[DATA SHOWN]
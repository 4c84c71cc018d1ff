//! The Kaleido Command-Line Interface.
//!
//! This module is the main entry point for all CLI commands. It resolves the
//! session from flags and the optional config file, then dispatches to the
//! library.

use std::io::Write;
use std::process;

use clap::Parser;
use miette::Report;
use termcolor::WriteColor;

use crate::{
    config::KaleidoConfig,
    errors::{KaleidoError, Result},
    logging::init_tracing,
    select_by_attributes,
    session::VariantSession,
    syntax::{join_escaped, tokenize, ATTRIBUTE_SEPARATOR},
    Variant,
};

pub mod args;
pub mod output;

use args::{ArgsCommand, KaleidoArgs};

// ============================================================================
// MAIN ENTRY POINT
// ============================================================================

/// The main entry point for the CLI.
pub fn run() {
    let args = KaleidoArgs::parse();
    init_tracing(args.verbose);

    let mut stdout = output::stdout_stream();
    if let Err(e) = execute(&args, &mut stdout) {
        print_error(e);
        process::exit(1);
    }
}

/// Runs one parsed command, writing its plain or JSON output to `out`.
///
/// Only the plain `header` output uses colour, and only if `out` supports it.
pub fn execute<W: WriteColor>(args: &KaleidoArgs, out: &mut W) -> Result<()> {
    let config = match &args.config {
        Some(path) => KaleidoConfig::load(path)?,
        None => KaleidoConfig::default(),
    };
    let session = VariantSession::resolve(&args.options(), &config);

    match &args.command {
        ArgsCommand::List => {
            if args.json {
                output::write_json(out, &session.parametrize())
            } else {
                let ids = session.parametrize().into_iter().map(|p| p.id);
                write_plain(out, ids)
            }
        }

        ArgsCommand::Attributes => {
            let attributes = session.filter().all_variant_attributes();
            if args.json {
                output::write_json(out, &attributes)
            } else {
                write_plain(out, attributes)
            }
        }

        ArgsCommand::Select { attributes } => {
            let selected = select_by_attributes(&session.variants(), attributes.as_slice());
            print_variants(out, &selected, args.json)
        }

        ArgsCommand::Setup => print_variants(out, &session.setup(), args.json),

        ArgsCommand::Tokenize => {
            let lists = tokenize(session.variant_args());
            if args.json {
                output::write_json(out, &lists)
            } else {
                let lines = lists
                    .iter()
                    .map(|list| join_escaped(list.as_slice(), ATTRIBUTE_SEPARATOR));
                write_plain(out, lines)
            }
        }

        ArgsCommand::Header => {
            let header = session.report_header_fields();
            if args.json {
                output::write_json(out, &header.to_string())
            } else {
                output::write_header(out, &header)?;
                Ok(())
            }
        }
    }
}

/// Renders an error through miette on stderr.
pub fn print_error(error: KaleidoError) {
    let report = Report::new(error);
    eprintln!("{report:?}");
}

// ============================================================================
// HELPER FUNCTIONS
// ============================================================================

fn print_variants<W: Write>(out: &mut W, variants: &[Variant], json: bool) -> Result<()> {
    if json {
        output::write_json(out, variants)
    } else {
        write_plain(out, variants.iter().map(Variant::id))
    }
}

fn write_plain<W, I, S>(out: &mut W, items: I) -> Result<()>
where
    W: Write,
    I: IntoIterator<Item = S>,
    S: AsRef<str>,
{
    output::write_lines(out, items)?;
    Ok(())
}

[ACTION ITEM]
Make an exact transcription of the entries above.

[SOLUTION TO THE PROBLEM]
repository 4c84c71cc018d1ff
//! The Kaleido Command-Line Interface.
//!
//! This module is the main entry point for all CLI commands. It resolves the
//! session from flags and the optional config file, then dispatches to the
//! library.

use std::io::Write;
use std::process;

use clap::Parser;
use miette::Report;
use termcolor::WriteColor;

use crate::{
    config::KaleidoConfig,
    errors::{KaleidoError, Result},
    logging::init_tracing,
    select_by_attributes,
    session::VariantSession,
    syntax::{join_escaped, tokenize, ATTRIBUTE_SEPARATOR},
    Variant,
};

pub mod args;
pub mod output;

use args::{ArgsCommand, KaleidoArgs};

// ============================================================================
// MAIN ENTRY POINT
// ============================================================================

/// The main entry point for the CLI.
pub fn run() {
    let args = KaleidoArgs::parse();
    init_tracing(args.verbose);

    let mut stdout = output::stdout_stream();
    if let Err(e) = execute(&args, &mut stdout) {
        print_error(e);
        process::exit(1);
    }
}

/// Runs one parsed command, writing its plain or JSON output to `out`.
///
/// Only the plain `header` output uses colour, and only if `out` supports it.
pub fn execute<W: WriteColor>(args: &KaleidoArgs, out: &mut W) -> Result<()> {
    let config = match &args.config {
        Some(path) => KaleidoConfig::load(path)?,
        None => KaleidoConfig::default(),
    };
    let session = VariantSession::resolve(&args.options(), &config);

    match &args.command {
        ArgsCommand::List => {
            if args.json {
                output::write_json(out, &session.parametrize())
            } else {
                let ids = session.parametrize().into_iter().map(|p| p.id);
                write_plain(out, ids)
            }
        }

        ArgsCommand::Attributes => {
            let attributes = session.filter().all_variant_attributes();
            if args.json {
                output::write_json(out, &attributes)
            } else {
                write_plain(out, attributes)
            }
        }

        ArgsCommand::Select { attributes } => {
            let selected = select_by_attributes(&session.variants(), attributes.as_slice());
            print_variants(out, &selected, args.json)
        }

        ArgsCommand::Setup => print_variants(out, &session.setup(), args.json),

        ArgsCommand::Tokenize => {
            let lists = tokenize(session.variant_args());
            if args.json {
                output::write_json(out, &lists)
            } else {
                let lines = lists
                    .iter()
                    .map(|list| join_escaped(list.as_slice(), ATTRIBUTE_SEPARATOR));
                write_plain(out, lines)
            }
        }

        ArgsCommand::Header => {
            let header = session.report_header_fields();
            if args.json {
                output::write_json(out, &header.to_string())
            } else {
                output::write_header(out, &header)?;
                Ok(())
            }
        }
    }
}

/// Renders an error through miette on stderr.
pub fn print_error(error: KaleidoError) {
    let report = Report::new(error);
    eprintln!("{report:?}");
}

// ============================================================================
// HELPER FUNCTIONS
// ============================================================================

fn print_variants<W: Write>(out: &mut W, variants: &[Variant], json: bool) -> Result<()> {
    if json {
        output::write_json(out, variants)
    } else {
        write_plain(out, variants.iter().map(Variant::id))
    }
}

fn write_plain<W, I, S>(out: &mut W, items: I) -> Result<()>
where
    W: Write,
    I: IntoIterator<Item = S>,
    S: AsRef<str>,
{
    output::write_lines(out, items)?;
    Ok(())
}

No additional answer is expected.